Gerçekten insan hayatındaki acılar, hayatı kısaltıyor ve bununla beraber unutulmaz  duygusal olayların kaynağı haline geliyor.
Zamanında Allah namazı farz kılarken, beş vakit namazın derinliğinde de iki önemli unsur vardır.  Bunlardan birisi namaz kılarak ruhsal ve iç temizlik, diğeri de bedensel hareketlilik.
Madem bir adam beş vakit namazını kılıyor, demek iç dünyasındaki arınmayı da sağlamış oluyor.  O bağlamda bir bakınız bakalım beş vakit namaz kılan insanlarda eklem kireçlenmesi, boyun ve bel ağrıları var mı?  Yoktur.  Çünkü namaz üzerinden insanlar kendi kendilerine fizik tedavi uygulamaktadır.  Bunun adı, “İyilik terapisi”dir diyebiliriz.
İnsanlar belli yaştan sonra neden fizyotherapiste giderler?  Giderler çünkü hareketsizlik, onları o noktaya getirerek sağlığının iyileşmesi için çare ararlar.  Eskiden fizik tedavici mi vardı?  Yoktu.  Sadece şu anda gelişen tıp bilimi sayesinde kendi sağlıklarını koruyorlar.  Bu şarttır esasında.
Bazen gazetelerin sağlık köşelerini okuduğumda, özellikle Dr. Mehmet Öz’ün bilimsel yazılarında, “Yürümenin” sağlıkta esas olduğuna tanık olurum.
Gençlik yıllarımızı unutalım...  Artık yeni bir geleceğe ve “İyi ve sağlıklı yaşama” bakalım.
Gerçekten bunlar yabana atılacak şeyler değil.  İnsan gençliğinde herşeyi yer, sağlığı açısından kilo almayı pek kafaya takmaz.  Lakin bir yaşa geldikten sonra o zaman anlarlar gençliğin ve sağlıklı yaşamanın ne olduğunu.
Zaman zaman eşimle kısa yürüyüşlere çıktığımızda bazı olgun çağdaki insanların mahalledeki okulun çim sahasında maç yaptıklarına tanık oluruz.  Onların ter atışlarını, adeta ölümüne bir topun peşinde koşturmalarını görür ve onlara hayran oluruz.  “Bravo insanlara” demekten de geri kalmayız.
Eski insanların kullandığı bir söz vardır, sağlık ve kilo açısından.

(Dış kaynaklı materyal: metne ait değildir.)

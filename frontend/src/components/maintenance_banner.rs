use yew::prelude::*;

use crate::styles;

#[derive(Properties, PartialEq)]
pub struct MaintenanceBannerProps {
    pub active: bool,
}

#[function_component(MaintenanceBanner)]
pub fn maintenance_banner(props: &MaintenanceBannerProps) -> Html {
    if !props.active {
        return html! {};
    }
    html! {
        <div class={styles::BANNER_MAINTENANCE}>
            {"The gateway is under maintenance. Some checks may be slow to respond."}
        </div>
    }
}
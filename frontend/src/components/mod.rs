pub mod maintenance_banner;
pub mod portal_backdrop;
pub mod reset_button;

pub use maintenance_banner::MaintenanceBanner;
pub use portal_backdrop::PortalBackdrop;
pub use reset_button::ResetButton;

"Unutmayın, bir dirhem et ayıp örter.”
BU söz, çok zayıf ve argo lisanında “kikirik” denen insanlar için söylenmiş söz olsa gerek.  Yani çok zayıflığın da hoş olmadığı mesajını veriyor bu söz.  Doğru olabilir ma, zayıflığın insan hayatı için önemli olduğunu söylemek gerek.  Bir bakınız bakalım zayıf insanlar kaç yıl yaşamışlar.
O bağlamda önemli olan sağlıklı beslenme, huzurlu olma, mutlu olma, en azından kısa da olsa bazı vücut eksersizleri yapma ve gerçek anlamda geleceğe yelken açmaktır.

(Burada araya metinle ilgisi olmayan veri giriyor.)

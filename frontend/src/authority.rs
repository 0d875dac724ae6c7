use gloo_net::http::{Request, Response};
use serde::de::DeserializeOwned;
use shared::api::{
    AnswerRequest, AnswerResponse, AuthStatusResponse, Authority, GiveUpRequest, GiveUpResponse,
    PaymentStatusResponse, PortalSettings, QuizQuestion,
};
use shared::constants::*;
use shared::{PortalError, PortalResult};

use crate::config::get_api_base_url;

/// The gateway's HTTP API.
#[derive(Clone, Debug, PartialEq)]
pub struct HttpAuthority {
    base_url: String,
}

impl Default for HttpAuthority {
    fn default() -> Self {
        Self::new(get_api_base_url())
    }
}

impl HttpAuthority {
    pub fn new(base_url: String) -> Self {
        Self { base_url }
    }

    fn url(&self, endpoint: &str) -> String {
        format!("{}{}", self.base_url, endpoint)
    }

    fn device_url(&self, endpoint: &str, device_id: &str) -> String {
        let mac = js_sys::encode_uri_component(device_id);
        format!("{}?mac={}", self.url(endpoint), String::from(mac))
    }
}

async fn decode<T: DeserializeOwned>(response: Result<Response, gloo_net::Error>) -> PortalResult<T> {
    let response = response.map_err(|e| PortalError::Network(format!("{:?}", e)))?;
    if !response.ok() {
        return Err(PortalError::Status(response.status()));
    }
    let body = response
        .text()
        .await
        .map_err(|e| PortalError::Network(format!("{:?}", e)))?;
    serde_json::from_str(&body).map_err(|e| PortalError::Decode(e.to_string()))
}

async fn get<T: DeserializeOwned>(url: &str) -> PortalResult<T> {
    decode(Request::get(url).send().await).await
}

async fn post<B: serde::Serialize, T: DeserializeOwned>(url: &str, body: &B) -> PortalResult<T> {
    let request = Request::post(url)
        .header("Content-Type", "application/json")
        .json(body)
        .map_err(|e| PortalError::Network(format!("Failed to build request: {:?}", e)))?;
    decode(request.send().await).await
}

impl Authority for HttpAuthority {
    async fn authorization_status(&self, device_id: &str) -> PortalResult<AuthStatusResponse> {
        get(&self.device_url(AUTH_STATUS_ENDPOINT, device_id)).await
    }

    async fn fetch_question(&self) -> PortalResult<QuizQuestion> {
        get(&self.url(QUIZ_ENDPOINT)).await
    }

    async fn submit_answer(&self, request: &AnswerRequest) -> PortalResult<AnswerResponse> {
        post(&self.url(QUIZ_ANSWER_ENDPOINT), request).await
    }

    async fn give_up(&self, request: &GiveUpRequest) -> PortalResult<GiveUpResponse> {
        post(&self.url(QUIZ_GIVE_UP_ENDPOINT), request).await
    }

    async fn payment_status(&self, device_id: &str) -> PortalResult<PaymentStatusResponse> {
        get(&self.device_url(PAYMENT_CHECK_ENDPOINT, device_id)).await
    }

    async fn portal_settings(&self) -> PortalResult<PortalSettings> {
        get(&self.url(PORTAL_CONFIG_ENDPOINT)).await
    }
}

Haliyle bayramlar gelip geçiyor da, bizler de, yani insanlar da bu dünyadan göçüp gidiyorlar.  Özellikle son zamanlarda tırmanışa geçen kanser vakaları aldı başını gidiyor. Pek çok sevenimizi bu dünyadan kopartıyor
Bütün bunları kafamdan geçirirken bayram yazımı “iyilik ve sağlık” üzerine kalame almak istedim.

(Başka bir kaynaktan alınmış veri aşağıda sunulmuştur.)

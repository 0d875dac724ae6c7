pub mod payment;
pub mod quiz;
pub mod success;
pub mod warning;
pub mod wheel;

Yine tekrarlıyorum...  Bugün bayram.  Bütün sevenlerinizle buluşma ve kucaklaşma zamanı.  Sadece bayramlarda buluşmak değil, sağlıklı ve iyi buluşmaktır önemli olan.  Bir diğer deyişle gerçek anlamda bayram yapmak istiyorsanız, “iyi ve sağlıklı” olunuz ki, mutluluğunuz artsın.
Kısacası “iyi ve sağlıklı” olana her gün bayram var demektir.  Daha ne diyelim ki...  İşte bayram, işte insan hayatı...
Ramazan Bayramınız kutlu ve mutlu olsun.  Hem de iyilikle...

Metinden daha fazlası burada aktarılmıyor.